As set forth in the Change in Control Severance Agreement, in the event of a termination of Mr. Gillette’s employment by First Solar without cause or by Mr. Gillette for good reason within the two years following a change in control (or prior to a change in control at the request of the third party effecting
the change in control), such period the “change in control protection period”, Mr. Gillette will receive (i) a prorated target bonus (or if higher a prorated bonus based on the average bonuses paid to Mr. Gillette over the 3 years preceding the change in control), (ii) cash severance equal to two times the sum of his annual salary and bonus, (iii) continued health and welfare benefits for 18 months, (iv) up to $20,000 in expenses for outplacement services, subject to delivery of a release of claims,
and (v) full vesting of all of his equity awards. In addition, the Company will provide a tax gross up for parachute excise taxes unless it is determined that payments to Mr. Gillette do not exceed 110% of the amount that could be paid to him without incurring such excise taxes (a “safe harbor amount”), in which case payments shall be reduced to the safe harbor amount.
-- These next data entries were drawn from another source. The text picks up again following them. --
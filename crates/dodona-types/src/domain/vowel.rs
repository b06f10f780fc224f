use serde::Serialize;
use std::fmt;
use std::str::FromStr;

use super::RegionId;
use crate::Error;

/// Reference corpus an inscription identifier belongs to.
#[derive(Debug, Clone, Copy, PartialEq, Eq, Hash, Serialize)]
pub enum Corpus {
    #[serde(rename = "DVC")]
    Dvc,
    #[serde(rename = "Lhôte")]
    Lhote,
}

impl Corpus {
    pub fn abbreviation(&self) -> &'static str {
        match self {
            Corpus::Dvc => "DVC",
            Corpus::Lhote => "Lhôte",
        }
    }

    /// Full series name used in citations.
    pub fn series_name(&self) -> &'static str {
        match self {
            Corpus::Dvc => "I. Dodone DVC",
            Corpus::Lhote => "I. Dodone Lhôte",
        }
    }
}

impl FromStr for Corpus {
    type Err = Error;

    fn from_str(s: &str) -> Result<Self, Self::Err> {
        match s.trim() {
            "DVC" | "dvc" => Ok(Corpus::Dvc),
            "Lhôte" | "lhôte" | "Lhote" | "lhote" => Ok(Corpus::Lhote),
            _ => Err(Error::UnknownCorpus(s.to_string())),
        }
    }
}

/// One physical inscription in one corpus. Ids are only unique per corpus.
#[derive(Debug, Clone, Copy, PartialEq, Eq, Hash, Serialize)]
pub struct SourceReference {
    pub corpus: Corpus,
    pub inscription_id: &'static str,
}

impl SourceReference {
    pub const fn dvc(inscription_id: &'static str) -> Self {
        Self {
            corpus: Corpus::Dvc,
            inscription_id,
        }
    }

    pub const fn lhote(inscription_id: &'static str) -> Self {
        Self {
            corpus: Corpus::Lhote,
            inscription_id,
        }
    }

    pub fn citation(&self) -> String {
        format!("{} {}", self.corpus.series_name(), self.inscription_id)
    }
}

impl fmt::Display for SourceReference {
    fn fmt(&self, f: &mut fmt::Formatter<'_>) -> fmt::Result {
        write!(f, "{} {}", self.corpus.series_name(), self.inscription_id)
    }
}

/// Spelling convention used for the inherited mid-long vowels.
#[derive(Debug, Clone, Copy, PartialEq, Eq, Hash, PartialOrd, Ord, Serialize)]
#[serde(into = "u8")]
pub enum VowelCategory {
    /// ⟨ΕΙ⟩ ⟨ΟΥ⟩ without ⟨Η⟩ ⟨Ω⟩
    Digraphs,
    /// ⟨ΕΙ⟩ ⟨ΟΥ⟩ alongside ⟨Η⟩ ⟨Ω⟩
    Mixed,
    /// ⟨Η⟩ ⟨Ω⟩ without ⟨ΕΙ⟩ ⟨ΟΥ⟩
    EtaOmega,
}

impl VowelCategory {
    pub const ALL: [VowelCategory; 3] = [
        VowelCategory::Digraphs,
        VowelCategory::Mixed,
        VowelCategory::EtaOmega,
    ];

    pub fn number(&self) -> u8 {
        match self {
            VowelCategory::Digraphs => 1,
            VowelCategory::Mixed => 2,
            VowelCategory::EtaOmega => 3,
        }
    }

    /// Compact badge used in the inscription table.
    pub fn badge(&self) -> &'static str {
        match self {
            VowelCategory::Digraphs => "ΕΙ/ΟΥ",
            VowelCategory::Mixed => "Mixed",
            VowelCategory::EtaOmega => "Η/Ω",
        }
    }
}

impl From<VowelCategory> for u8 {
    fn from(category: VowelCategory) -> Self {
        category.number()
    }
}

impl TryFrom<u8> for VowelCategory {
    type Error = Error;

    fn try_from(value: u8) -> Result<Self, Self::Error> {
        match value {
            1 => Ok(VowelCategory::Digraphs),
            2 => Ok(VowelCategory::Mixed),
            3 => Ok(VowelCategory::EtaOmega),
            other => Err(Error::UnknownCategory(other.to_string())),
        }
    }
}

impl FromStr for VowelCategory {
    type Err = Error;

    fn from_str(s: &str) -> Result<Self, Self::Err> {
        let number: u8 = s
            .trim()
            .parse()
            .map_err(|_| Error::UnknownCategory(s.to_string()))?;
        VowelCategory::try_from(number).map_err(|_| Error::UnknownCategory(s.to_string()))
    }
}

impl fmt::Display for VowelCategory {
    fn fmt(&self, f: &mut fmt::Formatter<'_>) -> fmt::Result {
        write!(f, "{}", self.number())
    }
}

#[derive(Debug, Clone, PartialEq, Eq, Serialize)]
pub struct VowelNotationCategory {
    pub category: VowelCategory,
    pub label: &'static str,
    pub count: u32,
    pub description: &'static str,
    pub color_token: &'static str,
    pub source_references: Vec<SourceReference>,
}

/// Where an inscription's author came from, as far as it can be told.
#[derive(Debug, Clone, Copy, PartialEq, Eq, Serialize)]
pub struct InscriptionRegion {
    pub region: Option<RegionId>,
    pub uncertain: bool,
}

impl InscriptionRegion {
    pub const UNKNOWN: InscriptionRegion = InscriptionRegion {
        region: None,
        uncertain: false,
    };

    pub const fn certain(region: RegionId) -> Self {
        Self {
            region: Some(region),
            uncertain: false,
        }
    }

    pub const fn probable(region: RegionId) -> Self {
        Self {
            region: Some(region),
            uncertain: true,
        }
    }
}

#[derive(Debug, Clone, PartialEq, Eq, Serialize)]
pub struct InscriptionExample {
    pub source_reference: SourceReference,
    pub category: VowelCategory,
    pub date: &'static str,
    pub region: InscriptionRegion,
    pub notable_forms: &'static str,
}

/// Spelling of one etymological vowel source across three alphabet stages.
#[derive(Debug, Clone, PartialEq, Eq, Serialize)]
pub struct OrthographyRow {
    pub etymon: &'static str,
    pub archaic: &'static str,
    pub reformed: &'static str,
    pub attic: &'static str,
}

#[derive(Debug, Clone, PartialEq, Eq, Serialize)]
pub struct VowelTheory {
    pub author: &'static str,
    pub title: &'static str,
    pub summary: &'static str,
}

#[cfg(test)]
mod tests {
    use super::*;

    #[test]
    fn test_citation_uses_series_name() {
        assert_eq!(SourceReference::dvc("31A").citation(), "I. Dodone DVC 31A");
        assert_eq!(SourceReference::lhote("8B").to_string(), "I. Dodone Lhôte 8B");
    }

    #[test]
    fn test_category_conversions() {
        assert_eq!(VowelCategory::try_from(2), Ok(VowelCategory::Mixed));
        assert!(VowelCategory::try_from(4).is_err());
        assert_eq!("3".parse::<VowelCategory>(), Ok(VowelCategory::EtaOmega));
        assert!("three".parse::<VowelCategory>().is_err());
    }

    #[test]
    fn test_category_serializes_as_number() {
        let json = serde_json::to_string(&VowelCategory::EtaOmega).unwrap();
        assert_eq!(json, "3");
    }

    #[test]
    fn test_corpus_parse_accepts_ascii_spelling() {
        assert_eq!("Lhote".parse::<Corpus>(), Ok(Corpus::Lhote));
        assert_eq!("DVC".parse::<Corpus>(), Ok(Corpus::Dvc));
    }
}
Mr. Gillette has also entered into a separate confidentiality and intellectual property agreement and a non-competition and non-solicitation agreement, the terms of which agreements are consistent in all material respects to the forms of these agreements that First Solar has previously entered into with its executive
officers. Pursuant to the non-competition and non-solicitation agreement, Mr. Gillette is subject to certain restrictions on competition and solicitation during his employment with First Solar and for two years thereafter. The forms of these agreements and First Solar’s Amended and Restated 2006 Omnibus Incentive Compensation Plan are described in First Solar’s Proxy Statement for its 2009 Annual Meeting of Stockholders, which First Solar filed with the Securities and Exchange
Commission.
The foregoing description of the Employment Agreement and the Change in Control Severance Agreement is qualified in its entirety by reference to the full text of such agreements, which are filed as Exhibit 10.1 to this Form 8-K and are incorporated by reference herein.
Mr. Gillette is not a party to any transaction required to be disclosed pursuant to Item 404(a) of Regulation S-K.
On September 3, 2009, First Solar issued a press release regarding Mr. Gillette’s appointment, which is included as Exhibit 99.1 to this Form 8-K.